Your objective: Repeat exactly the lines from the start of the entries below through the line containing "pub mod key;". Omit the rest.

Records for the task:

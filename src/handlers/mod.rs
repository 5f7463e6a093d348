//! # Mapping Handlers
//!
//! Every mapping becomes a handler: a small state machine that reacts to
//! input events and writes synthetic output.
//!
//! ## Graph
//!
//! ```text
//! HandlerGraph
//!   ├─ CombinationHandler ── KeyHandler (Ctrl + A -> B)
//!   │                     └─ MacroHandler (Ctrl + Shift + M -> ...)
//!   ├─ AxisSwitchHandler ─── AbsToRelHandler (BTN_TL + ABS_RX -> REL_WHEEL)
//!   ├─ AbsToRelHandler (ABS_X -> REL_X)
//!   └─ KeyHandler (BTN_SOUTH -> KEY_SPACE)
//! ```
//!
//! Events are routed by `(type, code)` to the handlers that listen to them,
//! longest trigger first. The first handler that reports an event as handled
//! consumes it; the rest are still notified with `suppress = true` so their
//! held-key bookkeeping stays correct.

pub mod abs_to_rel;
pub mod axis_switch;
pub mod axis_transform;
pub mod combination;
pub mod key;
pub mod macros;
pub mod parser;

use std::cmp::Reverse;
use std::collections::HashMap;
use std::fmt;

use crate::error::{RemapError, Result};
use crate::event::{InputEvent, InputKey, Trigger};
use crate::injection::source::SourceDevice;
use crate::output::OutputHandle;

pub use abs_to_rel::AbsToRelHandler;
pub use axis_switch::AxisSwitchHandler;
pub use combination::CombinationHandler;
pub use key::KeyHandler;
pub use macros::MacroHandler;
pub use parser::{build_graph, RejectedMapping};

/// Wrapper a multi-descriptor handler has to be placed under.
#[derive(Debug, Clone, Copy, PartialEq, Eq, Hash)]
pub enum WrapperKind {
    /// Digital chord; shared by every chord mapping of a device.
    Combination,
    /// Digital chord gating one analog axis.
    AxisSwitch,
}

/// Uniform contract of every node in the handler graph.
pub trait MappingHandler: Send + fmt::Debug {
    /// Reacts to one event. Returns whether the event was handled.
    ///
    /// Must not block. With `suppress` set only bookkeeping is updated and
    /// outputs already held active are released, nothing new is emitted.
    fn notify(
        &mut self,
        event: &InputEvent,
        source: &dyn SourceDevice,
        output: &OutputHandle,
        suppress: bool,
    ) -> bool;

    /// Returns to idle and cancels any running effect.
    fn reset(&mut self);

    /// The trigger this handler fires on. Wrappers holding several
    /// children have none.
    fn trigger(&self) -> Option<&Trigger>;

    fn needs_wrapping(&self) -> bool {
        self.trigger().map_or(false, |t| t.len() > 1)
    }

    fn wrap_with(&self) -> HashMap<Trigger, WrapperKind> {
        HashMap::new()
    }

    /// Attaches a child. Only wrappers accept children.
    ///
    /// # Errors
    ///
    /// Returns `HandlerInvariant` when the handler cannot take this child.
    fn set_sub_handler(&mut self, handler: Box<dyn MappingHandler>) -> Result<()> {
        Err(RemapError::HandlerInvariant(format!(
            "{:?} cannot hold sub handler {:?}",
            self, handler
        )))
    }

    /// `(type, code)` pairs this handler wants to see.
    fn input_keys(&self) -> Vec<InputKey> {
        self.trigger().map(Trigger::input_keys).unwrap_or_default()
    }

    /// Dispatch order; higher goes first.
    fn priority(&self) -> usize {
        self.trigger().map_or(0, Trigger::len)
    }

    /// Output device that receives unhandled events. Handlers that let
    /// presses through use it to release them again.
    fn set_forward_target(&mut self, _target: &str) {}
}

/// Top-level handlers of one device, indexed by the inputs they listen to.
pub struct HandlerGraph {
    handlers: Vec<Box<dyn MappingHandler>>,
    routes: HashMap<InputKey, Vec<usize>>,
    rejected: Vec<RejectedMapping>,
    output: OutputHandle,
}

impl fmt::Debug for HandlerGraph {
    fn fmt(&self, f: &mut fmt::Formatter<'_>) -> fmt::Result {
        f.debug_struct("HandlerGraph")
            .field("handlers", &self.handlers)
            .field("rejected", &self.rejected)
            .finish_non_exhaustive()
    }
}

impl HandlerGraph {
    #[must_use]
    pub fn new(
        handlers: Vec<Box<dyn MappingHandler>>,
        rejected: Vec<RejectedMapping>,
        output: OutputHandle,
    ) -> Self {
        let mut routes: HashMap<InputKey, Vec<usize>> = HashMap::new();
        for (index, handler) in handlers.iter().enumerate() {
            for key in handler.input_keys() {
                routes.entry(key).or_default().push(index);
            }
        }
        for indices in routes.values_mut() {
            // stable: equal priorities keep configuration order
            indices.sort_by_key(|&i| Reverse(handlers[i].priority()));
        }

        Self {
            handlers,
            routes,
            rejected,
            output,
        }
    }

    /// Delivers one event. Returns whether any handler consumed it.
    pub fn notify(&mut self, event: &InputEvent, source: &dyn SourceDevice) -> bool {
        let Some(indices) = self.routes.get(&event.input_key()) else {
            return false;
        };

        let mut handled = false;
        for &index in indices {
            if self.handlers[index].notify(event, source, &self.output, handled) {
                handled = true;
            }
        }
        handled
    }

    /// Tells every handler where unhandled events are forwarded.
    pub fn set_forward_target(&mut self, target: &str) {
        for handler in &mut self.handlers {
            handler.set_forward_target(target);
        }
    }

    /// Resets every handler, releasing held keys and stopping motion.
    pub fn reset(&mut self) {
        for handler in &mut self.handlers {
            handler.reset();
        }
    }

    /// Mappings that were not installed, with the reason.
    #[must_use]
    pub fn rejected(&self) -> &[RejectedMapping] {
        &self.rejected
    }

    #[must_use]
    pub fn len(&self) -> usize {
        self.handlers.len()
    }

    #[must_use]
    pub fn is_empty(&self) -> bool {
        self.handlers.is_empty()
    }

    #[must_use]
    pub fn listens_to(&self, key: InputKey) -> bool {
        self.routes.contains_key(&key)
    }
}
#[cfg(test)]
mod tests {
    use super::*;
    use crate::event::EventActions;
    use crate::handlers::axis_transform::AxisRange;
    use crate::injection::source::MockSourceDevice;
    use crate::output::device::mocks::RecordingOutput;
    use crate::output::device::VirtualOutput;
    use crate::output::OutputMultiplexer;
    use evdev::AbsoluteAxisType;

    const ABS_X: u16 = AbsoluteAxisType::ABS_X.0;
    const REL_X: u16 = RelativeAxisType::REL_X.0;
    const REL_WHEEL: u16 = RelativeAxisType::REL_WHEEL.0;
    const REL_WHEEL_HI_RES: u16 = RelativeAxisType::REL_WHEEL_HI_RES.0;

    fn stick_source() -> MockSourceDevice {
        let mut source = MockSourceDevice::new();
        source
            .expect_abs_range()
            .returning(|_| Some(AxisRange::new(-32768, 32767)));
        source
    }

    fn mouse() -> (RecordingOutput, OutputHandle) {
        let mouse = RecordingOutput::new();
        let mut devices: HashMap<String, Box<dyn VirtualOutput>> = HashMap::new();
        devices.insert("mouse".into(), Box::new(mouse.clone()));
        let (handle, _task) = OutputMultiplexer::spawn(devices);
        (mouse, handle)
    }

    fn handler(mapping: Mapping) -> AbsToRelHandler {
        let trigger = mapping.parse_trigger().unwrap();
        AbsToRelHandler::new(Arc::new(mapping), trigger).unwrap()
    }

    async fn settle() {
        for _ in 0..5 {
            tokio::task::yield_now().await;
        }
    }

    // ==================== Integrator Tests ====================

    #[test]
    fn test_integrator_no_drift_positive() {
        let mut i = Integrator::default();
        let sum: f64 = (0..100).map(|_| i.step(2.7)).sum();
        assert!((sum - 270.0).abs() <= 1.0, "sum was {sum}");
    }

    #[test]
    fn test_integrator_no_drift_negative() {
        let mut i = Integrator::default();
        let sum: f64 = (0..100).map(|_| i.step(-2.7)).sum();
        assert!((sum + 270.0).abs() <= 1.0, "sum was {sum}");
        assert!(i.remainder() <= 0.0);
    }

    #[test]
    fn test_integrator_small_rate() {
        let mut i = Integrator::default();
        let values: Vec<f64> = (0..4).map(|_| i.step(0.5)).collect();
        assert_eq!(values, vec![0.0, 1.0, 0.0, 1.0]);
    }

    #[test]
    fn test_integrator_recovers_from_non_finite() {
        let mut i = Integrator::default();
        i.step(0.5);
        assert!(i.step(f64::INFINITY).is_infinite());
        assert_eq!(i.remainder(), 0.0);
        assert_eq!(i.step(1.0), 1.0);
    }

    // ==================== Channel Tests ====================

    #[test]
    fn test_pointer_single_channel() {
        assert_eq!(channels_for(REL_X), vec![Channel { code: REL_X, weight: 1.0 }]);
    }

    #[test]
    fn test_wheel_weights() {
        let low_res = channels_for(REL_WHEEL);
        assert_eq!(low_res[0], Channel { code: REL_WHEEL, weight: 1.0 });
        assert_eq!(low_res[1], Channel { code: REL_WHEEL_HI_RES, weight: 120.0 });

        let hi_res = channels_for(REL_WHEEL_HI_RES);
        assert!((hi_res[0].weight - 1.0 / 120.0).abs() < 1e-12);
        assert_eq!(hi_res[1].weight, 1.0);

        let horizontal = channels_for(RelativeAxisType::REL_HWHEEL.0);
        assert_eq!(horizontal[1].code, RelativeAxisType::REL_HWHEEL_HI_RES.0);
    }

    // ==================== Construction Tests ====================

    #[test]
    fn test_requires_analog_axis() {
        let mapping = Arc::new(Mapping::new(&["KEY_A"], "mouse", "REL_X"));
        let trigger = mapping.parse_trigger().unwrap();
        assert!(matches!(
            AbsToRelHandler::new(mapping, trigger),
            Err(RemapError::InvalidMapping(_))
        ));
    }

    #[test]
    fn test_wraps_with_axis_switch() {
        let h = handler(Mapping::new(&["BTN_TL", "ABS_X"], "mouse", "REL_X"));
        assert_eq!(h.wrap_with().values().next(), Some(&WrapperKind::AxisSwitch));
        assert_eq!(h.input_keys(), vec![InputKey::new(crate::event::input::EV_ABS, ABS_X)]);
        assert!(handler(Mapping::new(&["ABS_X"], "mouse", "REL_X")).wrap_with().is_empty());
    }

    // ==================== Loop Tests ====================

    #[tokio::test(start_paused = true)]
    async fn test_end_to_end_average_rate() {
        let (mouse, handle) = mouse();
        let mut mapping = Mapping::new(&["ABS_X"], "mouse", "REL_X");
        mapping.deadzone = 0.1;
        mapping.rel_xy_speed = 1000.0;
        mapping.rel_xy_rate = 60;
        let mut h = handler(mapping);

        assert!(h.notify(&InputEvent::abs(ABS_X, 16384), &stick_source(), &handle, false));
        assert!(h.is_running());
        tokio::time::sleep(Duration::from_secs(1)).await;
        h.reset();
        settle().await;

        let values = mouse.values(EV_REL, REL_X);
        assert!((55..=62).contains(&values.len()), "{} ticks", values.len());

        // (16384.5 / 32767.5 - 0.1) / 0.9 of full speed
        let expected = ((16384.5 / 32767.5) - 0.1) / 0.9 * 1000.0;
        let average = f64::from(values.iter().sum::<i32>()) / values.len() as f64;
        assert!(
            (average - expected).abs() / expected < 0.02,
            "average {average}, expected {expected}"
        );
    }

    #[tokio::test(start_paused = true)]
    async fn test_negative_deflection() {
        let (mouse, handle) = mouse();
        let mut h = handler(Mapping::new(&["ABS_X"], "mouse", "REL_X"));

        h.notify(&InputEvent::abs(ABS_X, -32768), &stick_source(), &handle, false);
        tokio::time::sleep(Duration::from_millis(500)).await;
        h.reset();
        settle().await;

        let values = mouse.values(EV_REL, REL_X);
        assert!(!values.is_empty());
        assert!(values.iter().all(|v| *v == -30));
    }

    #[tokio::test(start_paused = true)]
    async fn test_centered_axis_emits_nothing() {
        let (mouse, handle) = mouse();
        let mut h = handler(Mapping::new(&["ABS_X"], "mouse", "REL_X"));

        // inside the deadzone
        assert!(h.notify(&InputEvent::abs(ABS_X, 1000), &stick_source(), &handle, false));
        assert!(!h.is_running());
        tokio::time::sleep(Duration::from_millis(200)).await;
        assert!(mouse.events().is_empty());
    }

    #[tokio::test(start_paused = true)]
    async fn test_return_to_center_stops_loop() {
        let (mouse, handle) = mouse();
        let source = stick_source();
        let mut h = handler(Mapping::new(&["ABS_X"], "mouse", "REL_X"));

        h.notify(&InputEvent::abs(ABS_X, 32767), &source, &handle, false);
        tokio::time::sleep(Duration::from_millis(100)).await;
        assert!(h.notify(&InputEvent::abs(ABS_X, 0), &source, &handle, false));
        tokio::time::sleep(Duration::from_millis(50)).await;
        assert!(!h.is_running());

        let count = mouse.values(EV_REL, REL_X).len();
        tokio::time::sleep(Duration::from_millis(200)).await;
        assert_eq!(mouse.values(EV_REL, REL_X).len(), count);
    }

    #[tokio::test(start_paused = true)]
    async fn test_recenter_stops_within_one_tick() {
        let (mouse, handle) = mouse();
        let source = stick_source();
        let mut h = handler(Mapping::new(&["ABS_X"], "mouse", "REL_X"));

        let deflected = InputEvent::abs(ABS_X, 30000);
        h.notify(&deflected, &source, &handle, false);
        tokio::time::sleep(Duration::from_millis(100)).await;

        let recenter = deflected.with_actions(EventActions::RECENTER);
        assert!(h.notify(&recenter, &source, &handle, false));
        let count = mouse.values(EV_REL, REL_X).len();
        tokio::time::sleep(Duration::from_millis(100)).await;

        assert!(!h.is_running());
        assert!(mouse.values(EV_REL, REL_X).len() <= count + 1);
    }

    #[tokio::test(start_paused = true)]
    async fn test_continued_deflection_keeps_single_loop() {
        let (mouse, handle) = mouse();
        let source = stick_source();
        let mut h = handler(Mapping::new(&["ABS_X"], "mouse", "REL_X"));

        for value in [20000, 25000, 30000, 32767] {
            h.notify(&InputEvent::abs(ABS_X, value), &source, &handle, false);
        }
        tokio::time::sleep(Duration::from_millis(1000)).await;
        h.reset();
        settle().await;

        // one loop at 60 Hz, not four
        let values = mouse.values(EV_REL, REL_X);
        assert!(values.len() <= 62, "{} ticks", values.len());
        assert!(values.iter().all(|v| *v == 30));
    }

    #[tokio::test(start_paused = true)]
    async fn test_wheel_writes_both_resolutions() {
        let (mouse, handle) = mouse();
        let mut mapping = Mapping::new(&["ABS_X"], "mouse", "REL_WHEEL");
        mapping.deadzone = 0.0;
        mapping.rel_wheel_speed = 0.5;
        let mut h = handler(mapping);

        h.notify(&InputEvent::abs(ABS_X, 32767), &stick_source(), &handle, false);
        tokio::time::sleep(Duration::from_millis(500)).await;
        h.reset();
        settle().await;

        let low: i32 = mouse.values(EV_REL, REL_WHEEL).iter().sum();
        let high: i32 = mouse.values(EV_REL, REL_WHEEL_HI_RES).iter().sum();
        assert!(low > 0);
        assert!(
            (f64::from(high) - 120.0 * f64::from(low)).abs() <= 120.0,
            "low {low}, high {high}"
        );
    }

    #[tokio::test(start_paused = true)]
    async fn test_hi_res_wheel_output() {
        let (mouse, handle) = mouse();
        let mut mapping = Mapping::new(&["ABS_X"], "mouse", "REL_WHEEL_HI_RES");
        mapping.deadzone = 0.0;
        mapping.rel_wheel_speed = 60.0;
        let mut h = handler(mapping);

        h.notify(&InputEvent::abs(ABS_X, 32767), &stick_source(), &handle, false);
        tokio::time::sleep(Duration::from_millis(500)).await;
        h.reset();
        settle().await;

        let high = mouse.values(EV_REL, REL_WHEEL_HI_RES);
        assert!(high.iter().all(|v| *v == 60));
        let low: i32 = mouse.values(EV_REL, REL_WHEEL).iter().sum();
        assert!((f64::from(high.iter().sum::<i32>()) / 120.0 - f64::from(low)).abs() <= 1.0);
    }

    #[tokio::test(start_paused = true)]
    async fn test_overflow_is_contained() {
        let (mouse, handle) = mouse();
        let mut mapping = Mapping::new(&["ABS_X"], "mouse", "REL_X");
        mapping.gain = 1e12;
        let mut h = handler(mapping);

        h.notify(&InputEvent::abs(ABS_X, 32767), &stick_source(), &handle, false);
        tokio::time::sleep(Duration::from_millis(200)).await;

        // every tick overflowed, nothing was written, the loop survives
        assert!(h.is_running());
        assert!(mouse.events().is_empty());
        h.reset();
    }

    #[tokio::test(start_paused = true)]
    async fn test_loop_recovers_after_overflow() {
        let (mouse, handle) = mouse();
        let source = stick_source();
        let mut h = handler(Mapping::new(&["ABS_X"], "mouse", "REL_X"));

        h.notify(&InputEvent::abs(ABS_X, 32767), &source, &handle, false);
        tokio::time::sleep(Duration::from_millis(100)).await;
        h.motion.set_rate(1e12);
        tokio::time::sleep(Duration::from_millis(100)).await;
        let before = mouse.values(EV_REL, REL_X).len();
        assert!(before > 0);
        assert!(h.is_running());

        // same loop, a normal deflection again
        h.notify(&InputEvent::abs(ABS_X, -32768), &source, &handle, false);
        tokio::time::sleep(Duration::from_millis(200)).await;
        h.reset();
        settle().await;

        let values = mouse.values(EV_REL, REL_X);
        assert!(values.iter().all(|v| v.abs() == 30), "{values:?}");
        let after = &values[before..];
        assert!(after.len() >= 10, "{} ticks after overflow", after.len());
        assert!(after.iter().all(|v| *v == -30));
    }

    #[tokio::test(start_paused = true)]
    async fn test_suppressed_sample_stops_running_loop() {
        let (mouse, handle) = mouse();
        let source = stick_source();
        let mut h = handler(Mapping::new(&["ABS_X"], "mouse", "REL_X"));

        h.notify(&InputEvent::abs(ABS_X, 32767), &source, &handle, false);
        tokio::time::sleep(Duration::from_millis(100)).await;
        assert!(!h.notify(&InputEvent::abs(ABS_X, 32767), &source, &handle, true));
        tokio::time::sleep(Duration::from_millis(50)).await;
        assert!(!h.is_running());

        let count = mouse.values(EV_REL, REL_X).len();
        tokio::time::sleep(Duration::from_millis(200)).await;
        assert_eq!(mouse.values(EV_REL, REL_X).len(), count);
    }

    #[tokio::test]
    async fn test_range_queried_once() {
        let (_mouse, handle) = mouse();
        let mut source = MockSourceDevice::new();
        source
            .expect_abs_range()
            .times(1)
            .returning(|_| Some(AxisRange::new(-32768, 32767)));
        let mut h = handler(Mapping::new(&["ABS_X"], "mouse", "REL_X"));

        for value in [0, 100, 0] {
            h.notify(&InputEvent::abs(ABS_X, value), &source, &handle, false);
        }
    }

    #[tokio::test]
    async fn test_missing_range_is_not_handled() {
        let (_mouse, handle) = mouse();
        let mut source = MockSourceDevice::new();
        source.expect_abs_range().returning(|_| None);
        let mut h = handler(Mapping::new(&["ABS_X"], "mouse", "REL_X"));

        assert!(!h.notify(&InputEvent::abs(ABS_X, 32767), &source, &handle, false));
        assert!(!h.is_running());
    }

    #[tokio::test(start_paused = true)]
    async fn test_drop_stops_loop() {
        let (mouse, handle) = mouse();
        let mut h = handler(Mapping::new(&["ABS_X"], "mouse", "REL_X"));
        h.notify(&InputEvent::abs(ABS_X, 32767), &stick_source(), &handle, false);
        let motion = h.motion.clone();
        tokio::time::sleep(Duration::from_millis(100)).await;

        drop(h);
        tokio::time::sleep(Duration::from_millis(100)).await;
        assert!(!motion.running.load(Ordering::SeqCst));
        let count = mouse.events().len();
        tokio::time::sleep(Duration::from_millis(100)).await;
        assert_eq!(mouse.events().len(), count);
    }

    #[tokio::test]
    async fn test_suppressed_sample_is_ignored_but_recenter_is_not() {
        let (_mouse, handle) = mouse();
        let mut h = handler(Mapping::new(&["ABS_X"], "mouse", "REL_X"));
        let source = MockSourceDevice::new();

        assert!(!h.notify(&InputEvent::abs(ABS_X, 32767), &source, &handle, true));
        assert!(!h.is_running());
        let recenter = InputEvent::abs(ABS_X, 0).with_actions(EventActions::RECENTER);
        assert!(h.notify(&recenter, &source, &handle, true));
    }
}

Expected output:
filename src/handlers/mod.rs
repository 5f7463e6a093d348
//! # Mapping Handlers
//!
//! Every mapping becomes a handler: a small state machine that reacts to
//! input events and writes synthetic output.
//!
//! ## Graph
//!
//! ```text
//! HandlerGraph
//!   ├─ CombinationHandler ── KeyHandler (Ctrl + A -> B)
//!   │                     └─ MacroHandler (Ctrl + Shift + M -> ...)
//!   ├─ AxisSwitchHandler ─── AbsToRelHandler (BTN_TL + ABS_RX -> REL_WHEEL)
//!   ├─ AbsToRelHandler (ABS_X -> REL_X)
//!   └─ KeyHandler (BTN_SOUTH -> KEY_SPACE)
//! ```
//!
//! Events are routed by `(type, code)` to the handlers that listen to them,
//! longest trigger first. The first handler that reports an event as handled
//! consumes it; the rest are still notified with `suppress = true` so their
//! held-key bookkeeping stays correct.

pub mod abs_to_rel;
pub mod axis_switch;
pub mod axis_transform;
pub mod combination;
pub mod key;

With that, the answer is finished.